Reference

Router

The Router block uses a model to choose one of several paths based on the content it reads. Each route you define adds its own output port, and the model picks the route whose description best fits. Use it when the decision needs to understand intent or unstructured text. When the decision is a plain rule, use a Condition instead.

Router
Context-
route 1-
error

Router vs Condition. A Router reads context with a model and picks a route by meaning, so it suits intent-based routing ("send this ticket to the right team") and varying text. A Condition evaluates boolean expressions with no model, so it suits structured data and exact rules. The Router costs tokens per run; the Condition is free and faster.

Configuration

Context

The text the Router analyzes to decide. Usually an earlier output, like <start.input> or <agent.content>.

Routes

Each route is a title and a description of when to choose it ("Route here for pricing and purchasing questions"). Every route adds a separate output port on the block; connect each to the path for that route. The model reads the context and selects the route whose description fits best.

Model

The model that makes the decision, defaulting to claude-sonnet-4-6. Stronger reasoning models route more accurately; a faster, cheaper model is fine when the routes are clearly distinct.

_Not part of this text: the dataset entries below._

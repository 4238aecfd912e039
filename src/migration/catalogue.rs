//! Built-in schema versions
//!
//! Each version adds or normalizes one part of the document. Later versions
//! assume the invariants of earlier ones hold.

use serde_json::{Map, Value};
use uuid::Uuid;
use crate::dashboard::{
    ChartConfig, ChartOptions, ContainerConfig, ContainerWidget, Dashboard, Datasource,
    DatasourceConfig, ResultsConfig, Tooltip, Widget, WidgetLayout,
};
use super::error::MigrationError;
use super::version::{SchemaVersion, Verification};
use super::walk::{update_containers, update_each_widget, update_widgets, verify_dashboard, verify_containers, verify_widgets};

pub const DEFAULT_FLOW: &str = "row";
pub const DEFAULT_COLUMNS: u32 = 1;
pub const DEFAULT_HEIGHT: u32 = 250;
pub const DEFAULT_SOURCE_TYPE: &str = "tabular";
pub const DEFAULT_LEGEND_POSITION: &str = "right";

/// Legacy numeric legend codes, by index
const LEGEND_POSITIONS: [&str; 6] = ["none", "right", "left", "top", "bottom", "in"];

/// The built-in catalogue, in ascending version order
pub fn all() -> Vec<SchemaVersion> {
    vec![
        SchemaVersion::new(1, "widget datasource config", verify_v1, update_v1),
        SchemaVersion::new(2, "widget layout spans", verify_v2, update_v2),
        SchemaVersion::new(3, "chart options", verify_v3, update_v3),
        SchemaVersion::new(4, "chart tooltip", verify_v4, update_v4),
        SchemaVersion::new(5, "legend position object", verify_v5, update_v5),
        SchemaVersion::new(6, "datasource results config", verify_v6, update_v6),
        SchemaVersion::new(7, "dashboard params", verify_v7, update_v7),
        SchemaVersion::new(8, "container layout", verify_v8, update_v8),
        SchemaVersion::new(9, "datasource type and custom query flag", verify_v9, update_v9),
        SchemaVersion::new(10, "query property lists", verify_v10, update_v10),
        SchemaVersion::new(11, "container and widget ids", verify_v11, update_v11),
        SchemaVersion::new(12, "datasource filters object", verify_v12, update_v12),
    ]
}

// ---------------------------------------------------------------------------
// 1: every widget has datasource.config
// ---------------------------------------------------------------------------

fn verify_v1(dashboard: &Dashboard) -> Result<Verification, MigrationError> {
    verify_widgets(dashboard, |w| Verification::require(w.config().is_some(), "datasource.config"))
}

fn update_v1(dashboard: &mut Dashboard) -> Result<(), MigrationError> {
    update_each_widget(dashboard, |w| {
        config_mut(w);
    })
}

// ---------------------------------------------------------------------------
// 2: every widget has layout.columnspan and layout.rowspan
// ---------------------------------------------------------------------------

fn verify_v2(dashboard: &Dashboard) -> Result<Verification, MigrationError> {
    verify_widgets(dashboard, |w| match &w.layout {
        None => Verification::MissingField("layout".into()),
        Some(layout) => Verification::require(layout.columnspan.is_some(), "layout.columnspan")
            .and_then(|| Verification::require(layout.rowspan.is_some(), "layout.rowspan")),
    })
}

fn update_v2(dashboard: &mut Dashboard) -> Result<(), MigrationError> {
    update_each_widget(dashboard, |w| {
        let layout = w.layout.get_or_insert_with(WidgetLayout::default);
        layout.columnspan.get_or_insert(1);
        layout.rowspan.get_or_insert(1);
    })
}

// ---------------------------------------------------------------------------
// 3: every widget has chart.options
// ---------------------------------------------------------------------------

fn verify_v3(dashboard: &Dashboard) -> Result<Verification, MigrationError> {
    verify_widgets(dashboard, |w| match &w.chart {
        None => Verification::MissingField("chart".into()),
        Some(chart) => Verification::require(chart.options.is_some(), "chart.options"),
    })
}

fn update_v3(dashboard: &mut Dashboard) -> Result<(), MigrationError> {
    update_each_widget(dashboard, |w| {
        chart_options_mut(w);
    })
}

// ---------------------------------------------------------------------------
// 4: chart options carry a tooltip
// ---------------------------------------------------------------------------

fn verify_v4(dashboard: &Dashboard) -> Result<Verification, MigrationError> {
    verify_widgets(dashboard, |w| {
        Verification::require(chart_options(w).is_some_and(|o| o.tooltip.is_some()), "chart.options.tooltip")
    })
}

fn update_v4(dashboard: &mut Dashboard) -> Result<(), MigrationError> {
    update_each_widget(dashboard, |w| {
        chart_options_mut(w).tooltip.get_or_insert_with(|| Tooltip {
            is_html: Some(true),
            ..Default::default()
        });
    })
}

// ---------------------------------------------------------------------------
// 5: legend is an object with a position
// ---------------------------------------------------------------------------

fn verify_v5(dashboard: &Dashboard) -> Result<Verification, MigrationError> {
    verify_widgets(dashboard, |w| {
        let ok = chart_options(w)
            .and_then(|o| o.legend.as_ref())
            .and_then(Value::as_object)
            .is_some_and(|legend| legend.contains_key("position"));
        Verification::require(ok, "chart.options.legend.position")
    })
}

fn update_v5(dashboard: &mut Dashboard) -> Result<(), MigrationError> {
    update_each_widget(dashboard, |w| {
        let options = chart_options_mut(w);
        let legend = options.legend.take().unwrap_or(Value::Null);
        options.legend = Some(normalize_legend(legend));
    })
}

/// Convert a legacy legend value into `{"position": ...}`.
///
/// Objects keep their other keys.
pub fn normalize_legend(legend: Value) -> Value {
    let position = match legend {
        Value::Object(mut map) => {
            if !map.contains_key("position") {
                map.insert("position".into(), Value::from(DEFAULT_LEGEND_POSITION));
            }
            return Value::Object(map);
        }
        Value::String(s) if !s.is_empty() => s,
        Value::Number(n) => n
            .as_u64()
            .and_then(|i| LEGEND_POSITIONS.get(i as usize))
            .unwrap_or(&DEFAULT_LEGEND_POSITION)
            .to_string(),
        Value::Bool(false) => "none".to_string(),
        _ => DEFAULT_LEGEND_POSITION.to_string(),
    };

    let mut map = Map::new();
    map.insert("position".into(), Value::String(position));
    Value::Object(map)
}

// ---------------------------------------------------------------------------
// 6: datasource config has a results object
// ---------------------------------------------------------------------------

fn verify_v6(dashboard: &Dashboard) -> Result<Verification, MigrationError> {
    verify_widgets(dashboard, |w| {
        Verification::require(w.config().is_some_and(|c| c.results.is_some()), "datasource.config.results")
    })
}

fn update_v6(dashboard: &mut Dashboard) -> Result<(), MigrationError> {
    update_each_widget(dashboard, |w| {
        config_mut(w).results.get_or_insert_with(|| ResultsConfig {
            pivot: Some(false),
            show_date: Some(false),
            ..Default::default()
        });
    })
}

// ---------------------------------------------------------------------------
// 7: dashboard has a params array
// ---------------------------------------------------------------------------

fn verify_v7(dashboard: &Dashboard) -> Result<Verification, MigrationError> {
    Ok(Verification::require(dashboard.params.is_some(), "params"))
}

fn update_v7(dashboard: &mut Dashboard) -> Result<(), MigrationError> {
    dashboard.params.get_or_insert_with(Vec::new);
    Ok(())
}

// ---------------------------------------------------------------------------
// 8: containers have flow, columns and height
// ---------------------------------------------------------------------------

fn verify_v8(dashboard: &Dashboard) -> Result<Verification, MigrationError> {
    verify_containers(dashboard, |c| match &c.container {
        None => Verification::MissingField("container".into()),
        Some(config) => Verification::require(config.flow.is_some(), "container.flow")
            .and_then(|| Verification::require(config.columns.is_some(), "container.columns"))
            .and_then(|| Verification::require(config.height.is_some(), "container.height")),
    })
}

fn update_v8(dashboard: &mut Dashboard) -> Result<(), MigrationError> {
    update_containers(dashboard, |c| {
        let config = c.container.get_or_insert_with(|| ContainerConfig {
            children: Some(Vec::new()),
            ..Default::default()
        });
        config.flow.get_or_insert_with(|| DEFAULT_FLOW.to_string());
        config.columns.get_or_insert(DEFAULT_COLUMNS);
        config.height.get_or_insert(DEFAULT_HEIGHT);
    })
}

// ---------------------------------------------------------------------------
// 9: datasource has type and custom_query
// ---------------------------------------------------------------------------

fn verify_v9(dashboard: &Dashboard) -> Result<Verification, MigrationError> {
    verify_widgets(dashboard, |w| match &w.datasource {
        None => Verification::MissingField("datasource".into()),
        Some(ds) => Verification::require(ds.source_type.is_some(), "datasource.type")
            .and_then(|| Verification::require(ds.custom_query.is_some(), "datasource.custom_query")),
    })
}

fn update_v9(dashboard: &mut Dashboard) -> Result<(), MigrationError> {
    update_each_widget(dashboard, |w| {
        let ds = w.datasource.get_or_insert_with(Datasource::default);
        ds.source_type.get_or_insert_with(|| DEFAULT_SOURCE_TYPE.to_string());
        // A stored query with no flag predates generated queries
        let hand_written = ds.query.as_deref().is_some_and(|q| !q.trim().is_empty());
        ds.custom_query.get_or_insert(hand_written);
    })
}

// ---------------------------------------------------------------------------
// 10: datasource config has aggregations, fieldFilters and metadataFilters
// ---------------------------------------------------------------------------

fn verify_v10(dashboard: &Dashboard) -> Result<Verification, MigrationError> {
    verify_widgets(dashboard, |w| match w.config() {
        None => Verification::MissingField("datasource.config".into()),
        Some(config) => Verification::require(config.aggregations.is_some(), "datasource.config.aggregations")
            .and_then(|| Verification::require(config.field_filters.is_some(), "datasource.config.fieldFilters"))
            .and_then(|| {
                Verification::require(config.metadata_filters.is_some(), "datasource.config.metadataFilters")
            }),
    })
}

fn update_v10(dashboard: &mut Dashboard) -> Result<(), MigrationError> {
    update_each_widget(dashboard, |w| {
        let config = config_mut(w);
        config.aggregations.get_or_insert_with(Vec::new);
        config.field_filters.get_or_insert_with(Vec::new);
        config.metadata_filters.get_or_insert_with(Vec::new);
    })
}

// ---------------------------------------------------------------------------
// 11: every container and widget has a non-empty id
// ---------------------------------------------------------------------------

fn verify_v11(dashboard: &Dashboard) -> Result<Verification, MigrationError> {
    verify_dashboard(
        dashboard,
        Some(&mut |c: &ContainerWidget| Verification::require(has_id(&c.id), "id")),
        Some(&mut |w: &Widget| Verification::require(has_id(&w.id), "id")),
    )
}

fn update_v11(dashboard: &mut Dashboard) -> Result<(), MigrationError> {
    update_widgets(
        dashboard,
        Some(&mut |c: &mut ContainerWidget| assign_id(&mut c.id)),
        Some(&mut |w: &mut Widget| assign_id(&mut w.id)),
    )
}

fn has_id(id: &Option<String>) -> bool {
    id.as_deref().is_some_and(|s| !s.is_empty())
}

fn assign_id(id: &mut Option<String>) {
    if !has_id(id) {
        *id = Some(Uuid::new_v4().to_string());
    }
}

// ---------------------------------------------------------------------------
// 12: datasource config has a filters object
// ---------------------------------------------------------------------------

fn verify_v12(dashboard: &Dashboard) -> Result<Verification, MigrationError> {
    verify_widgets(dashboard, |w| {
        Verification::require(w.config().is_some_and(|c| c.filters.is_some()), "datasource.config.filters")
    })
}

fn update_v12(dashboard: &mut Dashboard) -> Result<(), MigrationError> {
    update_each_widget(dashboard, |w| {
        config_mut(w).filters.get_or_insert_with(Map::new);
    })
}

// ---------------------------------------------------------------------------
// Helpers
// ---------------------------------------------------------------------------

fn config_mut(widget: &mut Widget) -> &mut DatasourceConfig {
    widget
        .datasource
        .get_or_insert_with(Datasource::default)
        .config
        .get_or_insert_with(DatasourceConfig::default)
}

fn chart_options(widget: &Widget) -> Option<&ChartOptions> {
    widget.chart.as_ref()?.options.as_ref()
}

fn chart_options_mut(widget: &mut Widget) -> &mut ChartOptions {
    widget
        .chart
        .get_or_insert_with(ChartConfig::default)
        .options
        .get_or_insert_with(ChartOptions::default)
}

Type or pick any supported model, or a local one through Ollama or VLLM. On hosted Sim the API key is supplied for you.

Outputs

OutputWhat it is
<router.selectedRoute>The id of the route the model chose
<router.reasoning>A short explanation of why it chose that route
<router.context>The context that was analyzed
<router.model>The model that decided
<router.tokens>Token usage
<router.cost>Estimated cost of the call
<router.selectedPath>The destination block the workflow routed to

When no route fits the context, the Router returns NO_MATCH and takes the error path rather than guessing. Connect the error path for a fallback.

Examples

Triage a support ticket

The Router reads <start.input>, picks the route whose description matches, and runs only that path.

Classify feedback

The Router sorts incoming feedback into product feedback or a bug report, each handled by its own child Workflow block.

Qualify a lead

The Router sends enterprise leads to a sales agent and everyone else into a self-serve onboarding workflow.

Best Practices

  • Write clear, specific route descriptions. The description is what the model matches on, so make the criteria explicit.
  • Keep routes mutually exclusive. Overlapping descriptions make the choice ambiguous and the routing less reliable.
  • Connect the error path. Handle NO_MATCH instead of letting the run fail silently.
  • Reach for Condition when you can. If the decision is a boolean check on structured data, the Condition block is free, faster, and deterministic.

Common Questions

It sends your context and every route description to a model, which selects the route whose description best matches. The model is prompted to prefer choosing a route over returning nothing, and only returns NO_MATCH when the context is unrelated to every route.
The model returns NO_MATCH and the Router directs execution to the error path. Connect an error handler there for graceful fallback rather than letting the workflow fail silently.
Yes. It makes a model call for every routing decision, which consumes tokens. Monitor it with <router.tokens> and <router.cost>. If your routing can be expressed as boolean conditions, use the Condition block instead — it is free and faster.
Yes. The reasoning output (<router.reasoning>) contains a brief explanation of why the selected route was chosen, which is useful for debugging routing decisions.
There is no hard limit, and each route adds its own output port. Keep in mind that more routes with overlapping descriptions are harder for the model to distinguish, so aim for clear, mutually exclusive routes.